Posterior lumbar spinal fusion for degenerative spine disease is a common procedure, and its use is increasing annually. The rate of infection, as well as the factors associated with an increased risk of infection, remains unclear for this patient population. A better understanding of these features may help guide treatment strategies aimed at minimizing infection for this relatively common procedure. The authors' goals were therefore to ascertain the incidence of postoperative spinal infections and identify factors associated with postoperative spinal infections.

Methods

Data obtained in adult patients who underwent instrumented posterior lumbar fusion for degenerative spine disease between 1993 and 2010 were retrospectively reviewed. Stepwise multivariate proportional hazards regression analysis was used to identify factors associated with infection. Variables with p < 0.05 were considered statistically significant.

Results

During the study period, 817 consecutive patients underwent lumbar fusion for degenerative spine disease, and 37 patients (4.5%) developed postoperative spine infection at a median of 0.6 months (IQR 0.3–0.9).
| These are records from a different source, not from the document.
//! Synthetic market data feed generator.
//!
//! Writes a framed binary tick stream to a file or stdout. Useful for
//! testing and benchmarking:
//!
//!   cargo run --example feed_generator -- /tmp/feed.bin 100000
//!   cargo run --example feed_generator -- stdout 1000 > feed.bin

use std::env;
use std::fs::File;
use std::io::{self, BufWriter, Write};

use rand::Rng;
use tickfeed::protocol::{encode_heartbeat, encode_tick, pad_symbol};

const SYMBOLS: &[&str] = &["AAPL", "MSFT", "GOOG", "TSLA", "AMZN"];
const HEARTBEAT_EVERY: u64 = 1000;

fn main() -> io::Result<()> {
    let args: Vec<String> = env::args().collect();

    let output_path = args
        .get(1)
        .cloned()
        .unwrap_or_else(|| "/tmp/feed_generator.bin".to_string());
    let message_count: u64 = args
        .get(2)
        .and_then(|s| s.parse().ok())
        .unwrap_or(10_000);

    let mut output: Box<dyn Write> = if output_path == "stdout" {
        Box::new(BufWriter::new(io::stdout()))
    } else {
        Box::new(BufWriter::new(File::create(&output_path)?))
    };

    let mut rng = rand::thread_rng();
    let mut mid_prices: Vec<f32> = SYMBOLS.iter().map(|_| rng.gen_range(50.0..500.0)).collect();

    eprintln!("generating {} messages to {}", message_count, output_path);

    let mut timestamp: u64 = 1_700_000_000_000_000_000;
    for sequence in 1..=message_count {
        timestamp += rng.gen_range(1_000..50_000);

        if sequence % HEARTBEAT_EVERY == 0 {
            output.write_all(&encode_heartbeat(sequence, timestamp))?;
            continue;
        }

        let idx = rng.gen_range(0..SYMBOLS.len());
        // Random walk around the symbol's mid price.
        mid_prices[idx] += rng.gen_range(-0.25f32..0.25);
        mid_prices[idx] = mid_prices[idx].max(1.0);

        let symbol = pad_symbol(SYMBOLS[idx]);
        let volume = rng.gen_range(1..1000);
        output.write_all(&encode_tick(
            sequence,
            timestamp,
            &symbol,
            mid_prices[idx],
            volume,
        ))?;

        if sequence % 100_000 == 0 {
            eprintln!("generated {} messages", sequence);
        }
    }

    output.flush()?;
    eprintln!("feed generation complete: {} messages", message_count);
    Ok(())
}
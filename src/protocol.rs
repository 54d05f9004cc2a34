//! Binary wire protocol: length-prefixed, typed, sequence-numbered frames.
//!
//! Header layout (13 bytes, big-endian on the wire):
//!   - length:   u32  — payload size in bytes, excluding the header
//!   - type:     u8   — message kind
//!   - sequence: u64  — monotonically increasing per producer
//!
//! All multi-byte integers are network byte order. Floats travel as the
//! big-endian byte swap of their 32-bit storage.

use byteorder::{BigEndian, ByteOrder};
use thiserror::Error;

pub const HEADER_SIZE: usize = 13;

/// Hard ceiling on the declared payload length. Anything above this is a
/// framing error, not a large message.
pub const MAX_PAYLOAD_SIZE: usize = 1024;

pub const SYMBOL_LEN: usize = 4;

pub const TICK_PAYLOAD_SIZE: usize = 20;
pub const HEARTBEAT_PAYLOAD_SIZE: usize = 8;
pub const SNAPSHOT_REQUEST_PAYLOAD_SIZE: usize = 4;
pub const SNAPSHOT_RESPONSE_MIN_SIZE: usize = 6;
pub const BOOK_LEVEL_SIZE: usize = 12;
pub const ORDER_BOOK_UPDATE_PAYLOAD_SIZE: usize = 17;
pub const RETRANSMIT_REQUEST_PAYLOAD_SIZE: usize = 16;

#[repr(u8)]
#[derive(Debug, Clone, Copy, PartialEq, Eq)]
pub enum MessageType {
    Tick = 0x01,
    OrderBookUpdate = 0x02,
    SnapshotRequest = 0x10,
    SnapshotResponse = 0x11,
    RetransmitRequest = 0x20,
    RetransmitResponse = 0x21,
    Heartbeat = 0xFF,
}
The factors independently associated with an increased risk of infection were increasing age (RR 1.004 [95% CI 1.001–1.009], p = 0.049), diabetes (RR 5.583 [95% CI 1.322–19.737], p = 0.02), obesity (RR 6.216 [95% CI 1.832–9.338], p = 0.005), previous spine surgery (RR 2.994 [95% CI 1.263–9.346], p = 0.009), and increasing duration of hospital stay (RR 1.155 [95% CI 1.076–1.230], p = 0.003). Of the 37 patients in whom infection developed, 21 (57%) required operative intervention but only 3 (8%) required instrumentation removal as part of their infection management.

Conclusions

This study identifies that several factors—older age, diabetes, obesity, prior spine surgery, and length of hospital stay—were each independently associated with an increased risk of developing infection among patients undergoing instrumented lumbar fusion for degenerative spine disease. The overwhelming majority of these patients were treated effectively without hardware removal.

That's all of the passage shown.